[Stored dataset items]
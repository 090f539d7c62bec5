//! Plain-text rendering of the panel
//!
//! Everything here returns `String`s so the console and the one-shot
//! commands print the same layout.

use newsdesk_core::{NewsItem, NewsPanel, Toast, ToastLevel};
use std::fmt::Write;

pub const HEADER: &str = "Positive News Panel";
const RULE_WIDTH: usize = 60;

/// Full panel: header, form state, list
pub fn render_panel(panel: &NewsPanel, user: Option<&str>) -> String {
    let mut out = String::new();
    let _ = writeln!(out, "{}", HEADER);
    let _ = writeln!(out, "{}", "=".repeat(RULE_WIDTH));
    let _ = writeln!(out, "Signed in as: {}", user.unwrap_or("(nobody)"));
    let _ = writeln!(out, "Title:   {}", field_preview(panel.title()));
    let _ = writeln!(out, "Content: {}", field_preview(panel.content()));
    let _ = writeln!(out, "{}", "-".repeat(RULE_WIDTH));
    out.push_str(&render_list(panel.items()));
    out
}

/// Numbered list of items, or a placeholder when empty
pub fn render_list(items: &[NewsItem]) -> String {
    if items.is_empty() {
        return "No news yet.\n".to_string();
    }

    items
        .iter()
        .enumerate()
        .map(|(idx, item)| render_item(idx + 1, item))
        .collect::<Vec<_>>()
        .join("\n")
}

pub fn render_item(number: usize, item: &NewsItem) -> String {
    let mut out = String::new();
    let _ = writeln!(out, "{:>2}. {}", number, item.title);
    for line in item.content.lines() {
        let _ = writeln!(out, "    {}", line);
    }
    let _ = writeln!(
        out,
        "    id: {} | by {} | {}",
        item.id,
        if item.author_id.is_empty() { "unknown" } else { item.author_id.as_str() },
        display_time(item)
    );
    out
}

pub fn render_toast(toast: &Toast) -> String {
    let mark = match toast.level {
        ToastLevel::Success => "[ok]",
        ToastLevel::Failure => "[error]",
    };
    format!("{} {}", mark, toast.message)
}

fn display_time(item: &NewsItem) -> String {
    match item.created_at_time() {
        Some(time) => time.format("%Y-%m-%d %H:%M UTC").to_string(),
        None if item.created_at.is_empty() => "undated".to_string(),
        None => item.created_at.clone(),
    }
}

fn field_preview(value: &str) -> String {
    if value.is_empty() {
        return "(empty)".to_string();
    }
    let first_line = value.lines().next().unwrap_or_default();
    if first_line.len() < value.len() {
        format!("{} ...", first_line)
    } else {
        first_line.to_string()
    }
}
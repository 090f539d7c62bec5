//! Application configuration
//!
//! Settings come from a JSON file (`~/.config/newsdesk/config.json` unless a
//! path is given) layered over built-in defaults. Front ends apply their own
//! overrides on top with `Overrides`.

use crate::auth::FirebaseAuthConfig;
use crate::error::{ConfigError, Result};
use crate::notify::ToastQueue;
use crate::store::FirestoreConfig;
use crate::types::{ListOrder, NEWS_COLLECTION};
use serde::{Deserialize, Serialize};
use std::path::{Path, PathBuf};
use tracing::{debug, info};

const APP_DIR: &str = "newsdesk";

/// Largest accepted `toastCapacity`
pub const MAX_TOAST_CAPACITY: usize = 100;

/// Which document store the panel talks to
#[derive(Debug, Clone, Copy, Default, PartialEq, Eq, Serialize, Deserialize)]
#[serde(rename_all = "lowercase")]
pub enum BackendKind {
    #[default]
    Sqlite,
    Memory,
    Firestore,
}

impl BackendKind {
    pub fn as_str(self) -> &'static str {
        match self {
            Self::Sqlite => "sqlite",
            Self::Memory => "memory",
            Self::Firestore => "firestore",
        }
    }
}

impl std::str::FromStr for BackendKind {
    type Err = ConfigError;

    fn from_str(s: &str) -> std::result::Result<Self, Self::Err> {
        match s {
            "sqlite" => Ok(Self::Sqlite),
            "memory" => Ok(Self::Memory),
            "firestore" => Ok(Self::Firestore),
            other => Err(ConfigError::Invalid {
                key: "backend",
                value: other.to_string(),
            }),
        }
    }
}

/// Application settings
#[derive(Debug, Clone, PartialEq, Serialize, Deserialize)]
#[serde(rename_all = "camelCase", default)]
pub struct Config {
    pub backend: BackendKind,
    /// SQLite database file; defaults under the user data directory
    pub database_path: Option<PathBuf>,
    pub collection: String,
    pub order: ListOrder,
    /// User stamped on records when no sign-in provider is configured
    pub user_id: String,
    pub toast_capacity: usize,
    /// `tracing` filter directive used when `RUST_LOG` is unset
    pub log_filter: Option<String>,
    pub firestore: Option<FirestoreConfig>,
    /// Identity endpoint; derived from the Firestore API key when absent
    pub auth: Option<FirebaseAuthConfig>,
    /// Where a Firebase sign-in is remembered
    pub session_path: Option<PathBuf>,
}

impl Default for Config {
    fn default() -> Self {
        Self {
            backend: BackendKind::default(),
            database_path: None,
            collection: NEWS_COLLECTION.to_string(),
            order: ListOrder::default(),
            user_id: "admin".to_string(),
            toast_capacity: ToastQueue::DEFAULT_CAPACITY,
            log_filter: None,
            firestore: None,
            auth: None,
            session_path: None,
        }
    }
}

/// Values supplied by the front end that win over the file
#[derive(Debug, Clone, Default)]
pub struct Overrides {
    pub backend: Option<BackendKind>,
    pub database_path: Option<PathBuf>,
    pub user_id: Option<String>,
    pub order: Option<ListOrder>,
}

impl Config {
    /// Default location of the config file
    pub fn default_path() -> Option<PathBuf> {
        dirs::config_dir().map(|d| d.join(APP_DIR).join("config.json"))
    }

    /// Load settings.
    ///
    /// An explicit path must exist. Without one, the default location is
    /// read when present and defaults are used otherwise.
    pub fn load(path: Option<&Path>) -> Result<Self> {
        match path {
            Some(path) => Self::from_file(path),
            None => match Self::default_path().filter(|p| p.exists()) {
                Some(path) => Self::from_file(&path),
                None => {
                    debug!("No config file found, using defaults");
                    Ok(Self::default())
                }
            },
        }
    }

    /// Read settings from a JSON file
    pub fn from_file(path: &Path) -> Result<Self> {
        let raw = std::fs::read_to_string(path).map_err(|e| ConfigError::Unreadable {
            path: path.display().to_string(),
            reason: e.to_string(),
        })?;
        let config: Self = serde_json::from_str(&raw)?;
        info!("Loaded config from {:?}", path);
        Ok(config)
    }

    /// Write settings as pretty JSON
    pub fn save(&self, path: &Path) -> Result<()> {
        if let Some(parent) = path.parent() {
            std::fs::create_dir_all(parent)?;
        }
        std::fs::write(path, serde_json::to_string_pretty(self)?)?;
        Ok(())
    }

    /// Layer front-end overrides on top
    pub fn with_overrides(mut self, overrides: Overrides) -> Self {
        if let Some(backend) = overrides.backend {
            self.backend = backend;
        }
        if let Some(path) = overrides.database_path {
            self.database_path = Some(path);
        }
        if let Some(user_id) = overrides.user_id {
            self.user_id = user_id;
        }
        if let Some(order) = overrides.order {
            self.order = order;
        }
        self
    }

    /// Check the settings the selected backend depends on
    pub fn validate(&self) -> Result<()> {
        if self.collection.trim().is_empty() {
            return Err(ConfigError::Missing("collection").into());
        }
        if !(1..=MAX_TOAST_CAPACITY).contains(&self.toast_capacity) {
            return Err(ConfigError::Invalid {
                key: "toastCapacity",
                value: self.toast_capacity.to_string(),
            }
            .into());
        }
        if self.backend == BackendKind::Firestore {
            let firestore = self
                .firestore
                .as_ref()
                .ok_or(ConfigError::Missing("firestore"))?;
            if firestore.project_id.is_empty() {
                return Err(ConfigError::Missing("firestore.projectId").into());
            }
            if firestore.api_key.is_empty() {
                return Err(ConfigError::Missing("firestore.apiKey").into());
            }
        } else if self.user_id.trim().is_empty() {
            return Err(ConfigError::Missing("userId").into());
        }
        Ok(())
    }

    /// Settings for Firebase sign-in, if any are known
    pub fn auth_config(&self) -> Option<FirebaseAuthConfig> {
        self.auth.clone().or_else(|| {
            self.firestore
                .as_ref()
                .filter(|f| !f.api_key.is_empty())
                .map(|f| FirebaseAuthConfig::new(f.api_key.clone()))
        })
    }

    /// Resolved SQLite database file
    pub fn database_path(&self) -> PathBuf {
        self.database_path
            .clone()
            .unwrap_or_else(|| data_dir().join("newsdesk.db"))
    }

    /// Resolved sign-in session file
    pub fn session_path(&self) -> PathBuf {
        self.session_path
            .clone()
            .unwrap_or_else(|| data_dir().join("session.json"))
    }
}

fn data_dir() -> PathBuf {
    dirs::data_dir()
        .map(|d| d.join(APP_DIR))
        .unwrap_or_else(|| PathBuf::from("."))
}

▶ _ABOUT THIS EXERCISE_: Across the records above, how many lines contain the word "Deserialize"? Give the number by itself.

▶ _ANSWER SECTION_: 3